If a line in the data below includes the string "maps", please return a copy of it.
↓↓↓
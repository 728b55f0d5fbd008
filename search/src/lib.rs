//! Fractal Word Search - first-occurrence depths in a substitution tiling.
//!
//! A rule table maps every symbol of an alphabet `[0, N)` to a 2×2 pattern.
//! Applying it to a 2×2 pattern yields a 4×4 block; the nine overlapping 2×2
//! sub-patterns of that block can be expanded again, and so on. This crate
//! computes, for every 2×2 pattern and every 3-symbol word that occurs in the
//! resulting tiling, the minimal number of substitution steps after which it
//! first appears.
//!
//! The rule table built from periods `A < B < C` hides a word that only
//! appears at depth `lcm(A, B, C) + 1`, which witnesses a cubic lower bound on
//! the worst-case first-occurrence depth (see [`bounds`]).
//!
//! # Pipeline
//!
//! ```text
//! Params ──▶ RuleTable ──▶ expand(pattern) ──▶ Block
//!                                               │
//!                      sub_patterns() / words() ◀┘
//!                                │
//!                  SearchState (seen maps + frontier) ──▶ DiscoverySink
//! ```
//!
//! # Example
//!
//! ```
//! use fws_search::{Params, RuleTable, Search, Summary};
//!
//! let params = Params::new(10, 5, 6, 7)?;
//! let table = RuleTable::build(&params);
//!
//! let mut summary = Summary::new();
//! let outcome = Search::new(&table).run(&mut summary);
//!
//! assert_eq!(outcome.state.pattern_depth(&table.start()), Some(1));
//! assert_eq!(summary.max_word_depth(), Some(211));
//! # Ok::<(), fws_search::ConfigError>(())
//! ```

#![deny(
    clippy::unwrap_used,
    clippy::expect_used,
    clippy::panic,
    missing_docs,
    clippy::missing_errors_doc
)]
#![cfg_attr(test, allow(clippy::unwrap_used, clippy::expect_used))]

// Error type
mod error;

// Validated N, A, B, C
mod params;

// Symbol, Pattern, Word, Block
pub mod grid;

// Substitution rule table
pub mod rules;

// 2×2 -> 4×4 expansion
pub mod expand;

// Sub-pattern and word extraction
pub mod extract;

// Results sink and discovery events
pub mod sink;

// Depth-ordered search
pub mod search;

// Closed-form depth predictions
pub mod bounds;

// Per-depth tallies
pub mod summary;

pub use error::ConfigError;
pub use expand::expand;
pub use extract::Direction;
pub use grid::{Block, Pattern, Symbol, Word};
pub use params::{Params, MAX_ALPHABET, MIN_PERIOD};
pub use rules::{RuleTable, START};
pub use search::{Search, SearchLimits, SearchOutcome, SearchState, StopReason, SEED_DEPTH};
pub use sink::{Depth, Discovery, DiscoverySink, OutputFormat, WriterSink};
pub use summary::Summary;
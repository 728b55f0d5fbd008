//! Property-based tests for the rule table, expansion and search.
//!
//! Parameter sets are drawn from small valid alphabets so that every search
//! runs to exhaustion.

use std::collections::{HashMap, HashSet};

use fws_search::{
    expand, Depth, Discovery, Params, Pattern, RuleTable, Search, SearchLimits, SearchState,
    StopReason, Symbol, Word, SEED_DEPTH,
};
use proptest::prelude::*;

fn valid_params() -> impl Strategy<Value = Params> {
    (3u32..7, 1u32..4, 1u32..4, 0u32..4).prop_map(|(a, db, dc, extra)| {
        let b = a + db;
        let c = b + dc;
        Params::new(c + 3 + extra, a, b, c).unwrap()
    })
}

fn params_and_pattern() -> impl Strategy<Value = (Params, Pattern)> {
    valid_params().prop_flat_map(|params| {
        let sym = 0..params.alphabet() as Symbol;
        (
            Just(params),
            [[sym.clone(), sym.clone()], [sym.clone(), sym]].prop_map(Pattern::new),
        )
    })
}

fn full_search(params: &Params) -> (RuleTable, SearchState, Vec<Discovery>) {
    let table = RuleTable::build(params);
    let mut events: Vec<Discovery> = Vec::new();
    let outcome = Search::new(&table).run(&mut events);
    assert_eq!(outcome.stop, StopReason::Exhausted);
    (table, outcome.state, events)
}

// =============================================================================
// Rule table and expansion
// =============================================================================

proptest! {
    /// Building twice from the same parameters gives the same table.
    #[test]
    fn prop_rule_table_deterministic(params in valid_params()) {
        prop_assert_eq!(RuleTable::build(&params), RuleTable::build(&params));
    }

    /// Every image stays inside the alphabet.
    #[test]
    fn prop_rule_images_in_alphabet(params in valid_params()) {
        let table = RuleTable::build(&params);
        prop_assert_eq!(table.len(), params.alphabet() as usize);
        for (_, image) in table.iter() {
            prop_assert!(table.contains(&image));
        }
    }

    /// Each quadrant of the expansion is the rule image of the matching cell.
    #[test]
    fn prop_expand_locality((params, p) in params_and_pattern()) {
        let table = RuleTable::build(&params);
        let block = expand(&table, p);
        prop_assert_eq!(block.quadrant(0, 0), table.rule(p.get(0, 0)));
        for qy in 0..2 {
            for qx in 0..2 {
                prop_assert_eq!(block.quadrant(qy, qx), table.rule(p.get(qy, qx)));
            }
        }
    }

    /// Extraction always yields nine sub-patterns and 48 words.
    #[test]
    fn prop_extraction_counts((params, p) in params_and_pattern()) {
        let table = RuleTable::build(&params);
        let block = expand(&table, p);
        prop_assert_eq!(block.sub_patterns().count(), 9);
        prop_assert_eq!(block.words().count(), 48);
    }
}

// =============================================================================
// Search
// =============================================================================

proptest! {
    #![proptest_config(ProptestConfig::with_cases(24))]

    /// The seed sits at depth 1 and nothing is shallower.
    #[test]
    fn prop_seed_depth(params in valid_params()) {
        let (table, state, events) = full_search(&params);
        prop_assert_eq!(state.pattern_depth(&table.start()), Some(SEED_DEPTH));
        prop_assert!(state.patterns().all(|(_, d)| d >= SEED_DEPTH));
        prop_assert!(state.words().all(|(_, d)| d > SEED_DEPTH));
        prop_assert_eq!(
            events.first().copied(),
            Some(Discovery::Pattern { depth: SEED_DEPTH, pattern: table.start() })
        );
    }

    /// Events arrive in non-decreasing depth order and nothing is reported twice.
    #[test]
    fn prop_events_ordered_and_unique(params in valid_params()) {
        let (_, state, events) = full_search(&params);
        prop_assert!(events.windows(2).all(|w| w[0].depth() <= w[1].depth()));

        let mut patterns: HashMap<Pattern, Depth> = HashMap::new();
        let mut words: HashMap<Word, Depth> = HashMap::new();
        for event in &events {
            match *event {
                Discovery::Pattern { depth, pattern } => {
                    prop_assert!(patterns.insert(pattern, depth).is_none());
                }
                Discovery::Word { depth, word } => {
                    prop_assert!(words.insert(word, depth).is_none());
                }
            }
        }
        prop_assert_eq!(patterns.len(), state.pattern_count());
        prop_assert_eq!(words.len(), state.word_count());
    }

    /// Children of a depth-d pattern are recorded no deeper than d + 1, and
    /// every non-seed entry has a parent exactly one level up.
    #[test]
    fn prop_depths_are_minimal(params in valid_params()) {
        let (table, state, _) = full_search(&params);
        let mut has_parent: HashSet<Pattern> = HashSet::new();
        let mut word_has_parent: HashSet<Word> = HashSet::new();

        for (parent, d) in state.patterns() {
            let block = expand(&table, parent);
            for child in block.sub_patterns() {
                let cd = state.pattern_depth(&child);
                prop_assert!(cd.is_some_and(|cd| cd <= d + 1));
                if cd == Some(d + 1) {
                    has_parent.insert(child);
                }
            }
            for word in block.words() {
                let wd = state.word_depth(&word);
                prop_assert!(wd.is_some_and(|wd| wd <= d + 1));
                if wd == Some(d + 1) {
                    word_has_parent.insert(word);
                }
            }
        }

        for (p, d) in state.patterns() {
            prop_assert!(d == SEED_DEPTH || has_parent.contains(&p), "{} at {}", p, d);
        }
        for (w, _) in state.words() {
            prop_assert!(word_has_parent.contains(&w), "{}", w);
        }
    }

    /// Two runs with the same parameters assign identical depths.
    #[test]
    fn prop_search_idempotent(params in valid_params()) {
        let (_, first, _) = full_search(&params);
        let (_, second, _) = full_search(&params);
        let a: HashMap<_, _> = first.patterns().collect();
        let b: HashMap<_, _> = second.patterns().collect();
        prop_assert_eq!(a, b);
        let a: HashMap<_, _> = first.words().collect();
        let b: HashMap<_, _> = second.words().collect();
        prop_assert_eq!(a, b);
    }

    /// A depth ceiling records exactly the shallow part of the full search.
    #[test]
    fn prop_depth_limit_is_a_prefix(params in valid_params(), max_depth in 0u32..12) {
        let (_, full, _) = full_search(&params);
        let table = RuleTable::build(&params);
        let limits = SearchLimits { max_depth: Some(max_depth), max_steps: None };
        let cut = Search::new(&table).with_limits(limits).run(()).state;

        let expected: HashMap<_, _> = full.patterns().filter(|(_, d)| *d <= max_depth).collect();
        let got: HashMap<_, _> = cut.patterns().collect();
        prop_assert_eq!(got, expected);
        let expected: HashMap<_, _> = full.words().filter(|(_, d)| *d <= max_depth).collect();
        let got: HashMap<_, _> = cut.words().collect();
        prop_assert_eq!(got, expected);
    }
}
↑↑↑
* Solved exercise *
//! A rule table maps every symbol of an alphabet `[0, N)` to a 2×2 pattern.
//!                  SearchState (seen maps + frontier) ──▶ DiscoverySink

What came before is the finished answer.